The state exchanges sit at the heart of the law’s mandate to expand medical coverage to as many as 30 million people. The number of states opting out gives the Obama administration an opportunity to ensure some consistency nationally in how the exchanges are structured, said Dan Mendelson, chief executive officer of Washington-based consultant Avalere Health.
“From that perspective, they see that as a positive,” he said in a telephone interview.
The 18 states participating are: California, Colorado, Connecticut, Hawaii, Idaho, Kentucky, Maryland, Massachusetts, Minnesota, Mississippi, Nevada, New Mexico, New York, Oregon, Rhode Island, Vermont, Utah, and Washington state, according to a blog post by the health agency. Washington, D.C., is also building an exchange.

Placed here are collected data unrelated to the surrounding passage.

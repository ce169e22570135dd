//! Variable-graph construction from partial correlations.
//!
//! Purpose
//! -------
//! Materialize the undirected weighted graph implied by a precision
//! estimate: one node per labeled variable, one edge per pair whose partial
//! correlation is non-zero beyond a small tolerance, edge weight equal to
//! the signed partial correlation. Under the pairwise Markov property this
//! is the conditional-independence graph of the fitted Gaussian model.
//!
//! Key behaviors
//! -------------
//! - [`build_variable_graph`] validates the label sequence against the
//!   precision dimension, computes partial correlations, and collects the
//!   surviving edges; [`build_variable_graph_with_options`] additionally
//!   takes a validated [`GraphOptions`].
//! - [`VariableGraph`] is immutable after construction and exposes
//!   label-based lookups (`has_edge`, `weight`, `neighbors`, `degree`)
//!   alongside the raw sorted edge list.
//!
//! Invariants & assumptions
//! ------------------------
//! - Labels are unique and their count equals the precision dimension.
//! - Edges are stored once per unordered pair with `source < target`
//!   (indices into the label sequence), sorted lexicographically by index
//!   pair; there are no self-loops.
//! - Construction is a pure function of its inputs: calling it twice on the
//!   same estimate yields identical edge sets and weights.
//!
//! Conventions
//! -----------
//! - The default edge tolerance [`DEFAULT_EDGE_TOLERANCE`] (1e-10) exists
//!   only to absorb floating-point noise around the exact zeros induced by
//!   the ℓ₁ penalty; it is not a significance filter.
//!
//! Testing notes
//! -------------
//! - Unit tests cover label validation, edge collection on a fixture with
//!   known zeros, the accessor surface, tolerance handling, and
//!   construction idempotence.
use crate::{
    glasso::core::precision::PrecisionEstimate,
    graph::{
        errors::{GraphError, GraphResult},
        partial_corr::partial_correlations,
    },
};
use std::collections::HashSet;

/// Default absolute tolerance below which a partial correlation is treated
/// as an exact zero (no edge).
pub const DEFAULT_EDGE_TOLERANCE: f64 = 1e-10;

/// Options for graph construction.
///
/// Fields:
/// - `edge_tolerance: f64` — absolute threshold for edge inclusion; a pair
///   (i, j) becomes an edge iff `|pcorr[i,j]| > edge_tolerance`.
///
/// Constructor:
/// - `new(edge_tolerance) -> GraphResult<Self>` — requires a finite,
///   non-negative tolerance. Zero is legal and means an exact-zero test.
#[derive(Debug, Clone, Copy, PartialEq)]
pub struct GraphOptions {
    pub edge_tolerance: f64,
}

impl GraphOptions {
    /// Construct validated graph options.
    ///
    /// # Errors
    /// - [`GraphError::InvalidEdgeTolerance`] for negative or non-finite
    ///   tolerances.
    pub fn new(edge_tolerance: f64) -> GraphResult<Self> {
        if !edge_tolerance.is_finite() {
            return Err(GraphError::InvalidEdgeTolerance {
                value: edge_tolerance,
                reason: "Edge tolerance must be finite.",
            });
        }
        if edge_tolerance < 0.0 {
            return Err(GraphError::InvalidEdgeTolerance {
                value: edge_tolerance,
                reason: "Edge tolerance must be non-negative.",
            });
        }
        Ok(Self { edge_tolerance })
    }
}

impl Default for GraphOptions {
    fn default() -> Self {
        Self { edge_tolerance: DEFAULT_EDGE_TOLERANCE }
    }
}

/// One undirected edge: indices into the label sequence with
/// `source < target`, weighted by the signed partial correlation.
#[derive(Debug, Clone, PartialEq)]
pub struct GraphEdge {
    pub source: usize,
    pub target: usize,
    pub weight: f64,
}

/// `VariableGraph` — undirected weighted conditional-independence graph.
///
/// Built once from a precision estimate and a label sequence; immutable
/// thereafter. Nodes are the labels in their original order; edges are the
/// pairs whose partial correlation survived the edge tolerance.
#[derive(Debug, Clone, PartialEq)]
pub struct VariableGraph {
    labels: Vec<String>,
    edges: Vec<GraphEdge>,
}

/// Build the variable graph with default options.
///
/// See [`build_variable_graph_with_options`] for the contract.
pub fn build_variable_graph(
    precision: &PrecisionEstimate, labels: &[String],
) -> GraphResult<VariableGraph> {
    build_variable_graph_with_options(precision, labels, &GraphOptions::default())
}

/// Build the variable graph from a precision estimate and labels.
///
/// # Behavior
/// 1. Validates `labels.len()` against the precision dimension and label
///    uniqueness.
/// 2. Computes partial correlations (re-validating the precision input).
/// 3. Collects every unordered pair with
///    `|pcorr[i,j]| > options.edge_tolerance` as an edge weighted by the
///    signed partial correlation.
///
/// # Errors
/// - [`GraphError::LabelCountMismatch`] / [`GraphError::DuplicateLabel`]
///   from label validation.
/// - Precision-input errors propagated from
///   [`partial_correlations`].
pub fn build_variable_graph_with_options(
    precision: &PrecisionEstimate, labels: &[String], options: &GraphOptions,
) -> GraphResult<VariableGraph> {
    let p = precision.dim();
    if labels.len() != p {
        return Err(GraphError::LabelCountMismatch { expected: p, actual: labels.len() });
    }
    let mut seen: HashSet<&str> = HashSet::with_capacity(p);
    for (index, label) in labels.iter().enumerate() {
        if !seen.insert(label.as_str()) {
            return Err(GraphError::DuplicateLabel { index, label: label.clone() });
        }
    }

    let pcorr = partial_correlations(precision)?;
    let mut edges = Vec::new();
    for source in 0..p {
        for target in (source + 1)..p {
            let weight = pcorr[[source, target]];
            if weight.abs() > options.edge_tolerance {
                edges.push(GraphEdge { source, target, weight });
            }
        }
    }
    Ok(VariableGraph { labels: labels.to_vec(), edges })
}

impl VariableGraph {
    /// Number of nodes (variables).
    pub fn node_count(&self) -> usize {
        self.labels.len()
    }

    /// Number of undirected edges.
    pub fn edge_count(&self) -> usize {
        self.edges.len()
    }

    /// Node labels in their original order.
    pub fn labels(&self) -> &[String] {
        &self.labels
    }

    /// Sorted edge list (by index pair, `source < target`).
    pub fn edges(&self) -> &[GraphEdge] {
        &self.edges
    }

    /// Index of a label, if present.
    pub fn label_index(&self, label: &str) -> Option<usize> {
        self.labels.iter().position(|l| l == label)
    }

    /// Whether an edge connects the two labeled nodes. Unknown labels and
    /// self-pairs yield `false`.
    pub fn has_edge(&self, a: &str, b: &str) -> bool {
        self.weight(a, b).is_some()
    }

    /// Signed partial-correlation weight of the edge between two labeled
    /// nodes, if such an edge exists.
    pub fn weight(&self, a: &str, b: &str) -> Option<f64> {
        let i = self.label_index(a)?;
        let j = self.label_index(b)?;
        let (lo, hi) = if i < j { (i, j) } else { (j, i) };
        self.edges
            .iter()
            .find(|e| e.source == lo && e.target == hi)
            .map(|e| e.weight)
    }

    /// Labels adjacent to the given node, in label order. `None` for an
    /// unknown label.
    pub fn neighbors(&self, label: &str) -> Option<Vec<&str>> {
        let index = self.label_index(label)?;
        let mut adjacent: Vec<usize> = self
            .edges
            .iter()
            .filter_map(|e| {
                if e.source == index {
                    Some(e.target)
                } else if e.target == index {
                    Some(e.source)
                } else {
                    None
                }
            })
            .collect();
        adjacent.sort_unstable();
        Some(adjacent.into_iter().map(|i| self.labels[i].as_str()).collect())
    }

    /// Degree of the given node. `None` for an unknown label.
    pub fn degree(&self, label: &str) -> Option<usize> {
        self.neighbors(label).map(|n| n.len())
    }
}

Four states -- Delaware, Illinois, Iowa and North Carolina -- plan to contribute some services to a federally built exchange in a partnership with the Obama administration, Gary Cohen, who directs the U.S. Center for Consumer Information and Insurance Oversight, said last week. Those states may take on functions such as plan selection and customer assistance, while the federal government builds the websites and other infrastructure.
Avalere projects that the number of states in partnership with the government may eventually reach 12.
Under the law, the exchanges are designed to allow consumers who don’t have medical coverage through their jobs beginning in 2014 to easily compare health plans, and then buy coverage online and through telephone services. The U.S. is subsidizing the cost for those who can’t afford coverage.
Funding for states to build their own exchanges is essentially unlimited, and the U.S. has given $1.8 billion so far, including to some states that have said they won’t complete the work, Cohen said in prepared remarks for a Dec. 9 congressional hearing.
States still have to come up with their own money to run the marketplaces. Nebraska Governor Dave Heineman, a Republican, said it would cost about $81 million a year to run an exchange while the federal government could do the same job for about 27 percent of that amount. Connecticut anticipates a cost of about $30 million a year, said Kevin Counihan, the CEO of the Connecticut Health Insurance Exchange.